WORK ITEM:
Among the records, which lines include "FromRow"? List them.
*-*-*
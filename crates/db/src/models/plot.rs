//! Plot row model.

use plotline_core::model::{Location, Plot};
use plotline_core::types::DbId;
use sqlx::FromRow;

/// A row from the `plots` table. The location is stored flattened.
#[derive(Debug, Clone, FromRow)]
pub struct PlotRow {
    pub id: DbId,
    pub is_time_flag: bool,
    pub situation: String,
    pub location_title: String,
    pub location_description: String,
    pub location_image_url: String,
}

impl From<PlotRow> for Plot {
    fn from(row: PlotRow) -> Self {
        Plot {
            id: row.id,
            is_time_flag: row.is_time_flag,
            situation: row.situation,
            location: Location {
                title: row.location_title,
                description: row.location_description,
                image_url: row.location_image_url,
            },
        }
    }
}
*-*-*
TASK OUTPUT:
use sqlx::FromRow;
#[derive(Debug, Clone, FromRow)]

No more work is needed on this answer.